_Exercise description_
Copy nothing before the line containing "mod url_validator;". Reproduce that line and all that follow, exactly, through the end of the records.

_Data provided_
+ + + + +
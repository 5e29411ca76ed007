//! Small helpers shared by the config loader and the terminal UI.
//!
//! - **URL validation**: only `http`/`https` URLs are configured or handed to
//!   the system browser
//! - **Text processing**: store text is cleaned and fitted to terminal columns

mod text;
mod url_validator;

pub use text::{clean_text, decode_entities, display_width, strip_control_chars, truncate_to_width};
pub use url_validator::{validate_http_url, validate_url_for_open, UrlValidationError};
+ + + + +
_Response to this exercise_
mod url_validator;

pub use text::{clean_text, decode_entities, display_width, strip_control_chars, truncate_to_width};
pub use url_validator::{validate_http_url, validate_url_for_open, UrlValidationError};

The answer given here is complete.